Luego, cuanto más y más me empezó a gustar esto de soñar, es que desarrollé la segunda habilidad. Y es ahí cuando pude empezar a hacerle frente a las pesadillas. Un ataque de zombies, un asesino a sueldo, extraterrestres, fantasmas o lo que fuese. Ya no había necesidad de huir. Cuando el sueño ya me cansaba, cuando los zombies ya eran tantos que uno estaba rodeado, la solución era bien simple: "Ma sí! que me agarren, total esto es un sueño" o "Ma sí, que me pegue un tiro, total estoy soñando". Entonces no intentaba correr, ni gritar, ni escapar, simplemente me quedaba quieto, y hasta a veces me acercaba al ser "maligno". El resultado de esta reacción es sorprendente, ya que aquello que nos estaba persiguiendo o intentando agredir se detendrá en ese mismo momento y el sueño comenzará a mutar hasta convertirse en uno nuevo.

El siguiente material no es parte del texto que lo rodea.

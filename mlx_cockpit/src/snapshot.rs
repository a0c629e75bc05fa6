//! Types that mirror the discovery agent's JSON output.
//!
//! Every field is optional. A field of the wrong JSON type reads as absent, and a record
//! that cannot be read at all is skipped, so one bad service never blanks the dashboard.

use serde::de::{DeserializeOwned, Deserializer};
use serde::Deserialize;
use serde_json::Value;

pub const UNKNOWN_MODEL: &str = "unknown";

#[derive(Debug, Clone, Default, PartialEq, Deserialize)]
pub struct Summary {
    #[serde(default, deserialize_with = "lenient_or_default")]
    pub total_requests: u64,
    #[serde(default, deserialize_with = "lenient_or_default")]
    pub total_prompt_tokens: u64,
    #[serde(default, deserialize_with = "lenient_or_default")]
    pub total_completion_tokens: u64,
    #[serde(default, deserialize_with = "lenient_or_default")]
    pub avg_tokens_per_sec: f64,
}

#[derive(Debug, Clone, Default, PartialEq, Deserialize)]
pub struct RequestRecord {
    #[serde(default, deserialize_with = "lenient")]
    pub model: Option<String>,
    // seconds
    #[serde(default, deserialize_with = "lenient_or_default")]
    pub latency: f64,
    #[serde(default, deserialize_with = "lenient")]
    pub timestamp: Option<String>,
    #[serde(default, deserialize_with = "lenient")]
    pub prompt_tokens: Option<u64>,
    #[serde(default, deserialize_with = "lenient")]
    pub completion_tokens: Option<u64>,
    #[serde(default, deserialize_with = "lenient")]
    pub total_tokens: Option<u64>,
    #[serde(default, deserialize_with = "lenient")]
    pub tokens_per_sec: Option<f64>,
}

#[derive(Debug, Clone, Default, PartialEq, Deserialize)]
pub struct RawMetrics {
    // presence alone means the health endpoint answered
    #[serde(default)]
    pub health_model: Option<Value>,
    #[serde(default, deserialize_with = "lenient_or_default")]
    pub busy: bool,
    #[serde(default, deserialize_with = "lenient")]
    pub summary: Option<Summary>,
    #[serde(default, deserialize_with = "lenient_records")]
    pub requests: Vec<RequestRecord>,
}

#[derive(Debug, Clone, Default, PartialEq, Deserialize)]
pub struct RawServiceRecord {
    #[serde(default, deserialize_with = "lenient_or_default")]
    pub port: u16,
    #[serde(rename = "type", default, deserialize_with = "lenient_or_default")]
    pub kind: String,
    #[serde(default, deserialize_with = "lenient")]
    pub model: Option<String>,
    #[serde(default, deserialize_with = "lenient")]
    pub metrics: Option<RawMetrics>,
}

#[derive(Debug, Clone, Default, PartialEq)]
pub struct Snapshot {
    pub services: Vec<RawServiceRecord>,
}

/// Parse the raw discovery output. Malformed or absent input yields no services.
pub fn parse_snapshot(raw: &str) -> Snapshot {
    let root: Value = match serde_json::from_str(raw) {
        Ok(v) => v,
        Err(e) => {
            if !raw.trim().is_empty() {
                tracing::debug!(error = %e, "discovery output is not JSON");
            }
            return Snapshot::default();
        }
    };
    let Some(Value::Array(items)) = root.get("services") else {
        return Snapshot::default();
    };
    let services = items
        .iter()
        .enumerate()
        .filter_map(|(i, v)| match RawServiceRecord::deserialize(v) {
            Ok(rec) => Some(rec),
            Err(e) => {
                tracing::warn!(index = i, error = %e, "skipping unreadable service record");
                None
            }
        })
        .collect();
    Snapshot { services }
}

fn lenient<'de, D, T>(d: D) -> Result<Option<T>, D::Error>
where
    D: Deserializer<'de>,
    T: DeserializeOwned,
{
    let v = Option::<Value>::deserialize(d)?;
    Ok(v.and_then(|v| serde_json::from_value(v).ok()))
}

fn lenient_or_default<'de, D, T>(d: D) -> Result<T, D::Error>
where
    D: Deserializer<'de>,
    T: DeserializeOwned + Default,
{
    Ok(lenient(d)?.unwrap_or_default())
}

// Unreadable entries are dropped individually; order of the rest is kept.
fn lenient_records<'de, D>(d: D) -> Result<Vec<RequestRecord>, D::Error>
where
    D: Deserializer<'de>,
{
    let v = Option::<Value>::deserialize(d)?;
    let Some(Value::Array(items)) = v else {
        return Ok(Vec::new());
    };
    Ok(items
        .into_iter()
        .filter_map(|item| serde_json::from_value(item).ok())
        .collect())
}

A medida que pasaron los años, aprendí a disfrutar también de lo que antes eran pesadillas. Ahora me resulta divertido un sueño con un ataque de zombies o con un grupo de criminales armados, o criaturas malignas del espacio que buscan destruirme. Realmente la paso bien dentro de esos sueños, gracias a que decidí hacerles frente.

Pero lo llamativo de la cuestión es que hoy en día para mi tener una "pesadilla" es tan recurrente como soñar con cualquier otra cosa. Generalmente las pesadillas vienen de vez en cuando y de hecho uno las recuerda porque se despierta mal. Bueno, en mi caso las "pesadillas" (o sea lo que para el común de la gente sería una pesadilla), suelen venir seguido. De hecho gracias a una de ellas es que comencé a escribir una novela, porque me pareció tan buena la idea que quise plasmarla en papel. Por esto es que creo que mi subconsciente es de terror, porque se la pasa surtiendome de estos grandes sueños terroríficos que a mi tanto me gustan.

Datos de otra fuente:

//! App state and main loop: input handling, refreshing the snapshot, and drawing.

use std::{
    io,
    time::{Duration, Instant},
};

use chrono::{DateTime, Local};
use crossterm::{
    event::{
        self, DisableMouseCapture, EnableMouseCapture, Event, KeyCode, MouseButton, MouseEvent,
        MouseEventKind,
    },
    execute,
    terminal::{disable_raw_mode, enable_raw_mode, EnterAlternateScreen, LeaveAlternateScreen},
};
use ratatui::{
    backend::CrosstermBackend,
    layout::{Constraint, Direction, Rect},
    Terminal,
};
use tokio::time::sleep;

use crate::gesture::Pointer;
use crate::opener::UrlOpener;
use crate::render::{render, View};
use crate::settings::ThemeStore;
use crate::snapshot::parse_snapshot;
use crate::source::Source;
use crate::theme::{self, ThemePreset};
use crate::ui::{draw_widget, header::draw_header, panel_size};
use crate::widget::{PointerEvent, Widget};

pub const DEFAULT_INTERVAL: Duration = Duration::from_millis(3000);

/// Outcome of one refresh tick, kept for drawing until the next tick replaces it.
struct Rendered {
    theme: ThemePreset,
    view: View,
}

pub struct App<S, O> {
    widget: Widget,
    store: S,
    opener: O,

    rendered: Rendered,
    last_refresh: Option<DateTime<Local>>,
    last_poll: Instant,
    interval: Duration,

    // Quit flag
    should_quit: bool,
}

impl<S: ThemeStore, O: UrlOpener> App<S, O> {
    pub fn new(store: S, opener: O, interval: Duration) -> Self {
        let theme = theme::resolve(&store);
        let mut widget = Widget::default();
        let (w, h) = panel_size(&View::Offline);
        widget.element.set_size(w, h);
        Self {
            widget,
            store,
            opener,
            rendered: Rendered {
                theme,
                view: View::Offline,
            },
            last_refresh: None,
            last_poll: Instant::now()
                .checked_sub(interval)
                .unwrap_or_else(Instant::now), // trigger immediately on first loop
            interval,
            should_quit: false,
        }
    }

    pub async fn run(&mut self, source: &Source) -> anyhow::Result<()> {
        // Terminal setup
        enable_raw_mode()?;
        let mut stdout = io::stdout();
        execute!(stdout, EnterAlternateScreen, EnableMouseCapture)?;
        let backend = CrosstermBackend::new(stdout);
        let mut terminal = Terminal::new(backend)?;
        terminal.clear()?;
        self.attach();

        // Main loop
        let res = self.event_loop(&mut terminal, source).await;

        // Teardown
        disable_raw_mode()?;
        let backend = terminal.backend_mut();
        execute!(backend, DisableMouseCapture, LeaveAlternateScreen)?;
        terminal.show_cursor()?;

        res
    }

    async fn event_loop<B: ratatui::backend::Backend>(
        &mut self,
        terminal: &mut Terminal<B>,
        source: &Source,
    ) -> anyhow::Result<()> {
        loop {
            // Input (non-blocking)
            while event::poll(Duration::from_millis(10))? {
                match event::read()? {
                    Event::Key(k) => {
                        if matches!(
                            k.code,
                            KeyCode::Char('q') | KeyCode::Char('Q') | KeyCode::Esc
                        ) {
                            self.should_quit = true;
                        }
                    }
                    Event::Mouse(m) => {
                        let width = terminal.size()?.width;
                        self.handle_mouse(m, width);
                    }
                    _ => {}
                }
            }
            if self.should_quit {
                break;
            }

            if self.last_poll.elapsed() >= self.interval {
                self.last_poll = Instant::now();
                if let Some(raw) = source.fetch().await {
                    self.refresh(&raw);
                }
            }

            terminal.draw(|f| self.draw(f))?;

            sleep(Duration::from_millis(30)).await;
        }

        Ok(())
    }

    /// Start routing mouse input to the widget. Safe to call more than once.
    pub fn attach(&mut self) -> bool {
        let first = self.widget.init();
        if first {
            tracing::debug!("pointer listeners attached");
        }
        first
    }

    /// Rebuild the view from one raw discovery blob.
    pub fn refresh(&mut self, raw: &str) -> &View {
        let theme = theme::resolve(&self.store);
        let snap = parse_snapshot(raw);
        let models = self.widget.reconcile(&snap, &theme);
        tracing::debug!(
            services = models.len(),
            alive = models.iter().filter(|m| m.status.is_alive()).count(),
            "refreshed"
        );
        let view = render(&models, &theme);
        let (w, h) = panel_size(&view);
        self.widget.element.set_size(w, h);
        self.rendered = Rendered { theme, view };
        self.last_refresh = Some(Local::now());
        &self.rendered.view
    }

    /// Translate a terminal mouse event into widget pointer events.
    pub fn handle_mouse(&mut self, m: MouseEvent, viewport_width: u16) {
        let p = Pointer::new(i32::from(m.column), i32::from(m.row));
        let events = match m.kind {
            MouseEventKind::Down(MouseButton::Left) => vec![PointerEvent::Down(p)],
            MouseEventKind::Drag(MouseButton::Left) => vec![PointerEvent::Move(p)],
            // Terminals report no click; synthesize one after the release, as browsers do.
            MouseEventKind::Up(MouseButton::Left) if self.widget.gesture().is_dragging() => {
                vec![PointerEvent::Up(p), PointerEvent::Click(p)]
            }
            MouseEventKind::Up(MouseButton::Left) => vec![PointerEvent::Up(p)],
            _ => Vec::new(),
        };
        for ev in events {
            if let Some(url) = self.widget.handle_pointer(ev, viewport_width) {
                self.opener.open(&url);
            }
        }
    }

    pub fn widget(&self) -> &Widget {
        &self.widget
    }

    pub fn view(&self) -> &View {
        &self.rendered.view
    }

    pub fn draw(&mut self, f: &mut ratatui::Frame<'_>) {
        let area = f.area();
        let rows = ratatui::layout::Layout::default()
            .direction(Direction::Vertical)
            .constraints([Constraint::Min(1), Constraint::Length(2)])
            .split(area);

        let viewport = Rect { height: rows[0].height, ..area };
        // keep the hit box on screen
        self.widget.element.keep_within(viewport.width, viewport.height);
        let bounds = self.widget.element.bounds(area.width);
        draw_widget(
            f,
            viewport,
            bounds,
            &self.rendered.view,
            &self.rendered.theme,
            self.widget.element.grabbing,
        );
        draw_header(f, rows[1], &self.rendered.theme, self.last_refresh);
    }
}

Al fin de cuentas, mi subconsciente es parte mía. Se podría decir que soy yo. Entonces para que escaparnos cuando lo tenemos frente a frente? para que gritar? para que correr? No es mejor aceptarnos y confrontar aquello que nuestro subconsciente nos quiere mostrar? No podemos evitar a lo que es parte de nosotros, pero si podemos aceptarlo y convivir con ello.

Y hoy en día con mi subconsciente somos grandes amigos, y durante las noches nos pegamos unos lindos paseos por distintos mundos.